Gains at trade and children's divisions offset by weak mass market performance
Revenues at Simon &Schuster inched ahead 1% in 1998 to $564.6 million, while operating income fell 12% to $53.2 million, according to year-end figures from S&S's parent company Viacom. Results are for the consumer publishing group only; sales from the education and professional and reference groups, which were sold to Pearson last year, were excluded from the report.
Despite the decline in earnings, S&S president Jack Romanos told PW he was pleased with the results. While some of the drop in earnings can be attributed to disruptions caused by the divestiture of the consumer group's sister companies, as well as costs associated with creating a new corporate staff, Romanos said most of the decline was due to a change in the mix of sales. He explained that S&S's trade and children's divisions had good years, while the mass market paperback unit had a difficult 1998. Because of the volume of business S&S d s in mass market, the category has higher margins than the trade and children's operations. Romanos thinks that S&S's problems in paperback "were a function of the changing mass market business." While he believes the segment has a bright future, "we will need to adopt some different approaches to be successful." A top priority for 1999 is to find a new publisher for Pocket to replace Gina Centrello.
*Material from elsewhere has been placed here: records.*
//! Motor devices and the registry that owns them.
//!
//! - `pins`: pin sets and drive-mode classification
//! - `device`: [`MotorDevice`], one motor in DirectPulse or BridgePwm mode
//! - `registry`: [`MotorRegistry`], named lookup and action dispatch

pub mod device;
pub mod pins;
pub mod registry;

pub use device::{HardwareMotor, MotorDevice, MotorState, PulseSettings, DEFAULT_SPEED, MAX_SPEED};
pub use pins::{PinAssignment, PinConfig, PinSet};
pub use registry::{HardwareRegistry, MotorAction, MotorRegistry, SPEED_STEP};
The company has already been successful in exploiting its ties to Viacom. Romanos estimated that approximately $40 million of revenue came from S&S's relationship with its parent company; he cited such examples as the success of Star Trek, Blues Clues and movie tie-ins. "I think that number [$40 million] is sustainable," Romanos said.
The decline in earnings notwithstanding, S&S still posted a respectable operating margin of 9.4% in 1998, compared to a margin of 10.9% in 1997. Romanos was also pleased that the company ended 1998 on a high note, with sales up 9% to $177 million and operating earnings up 32% to $30.7 million.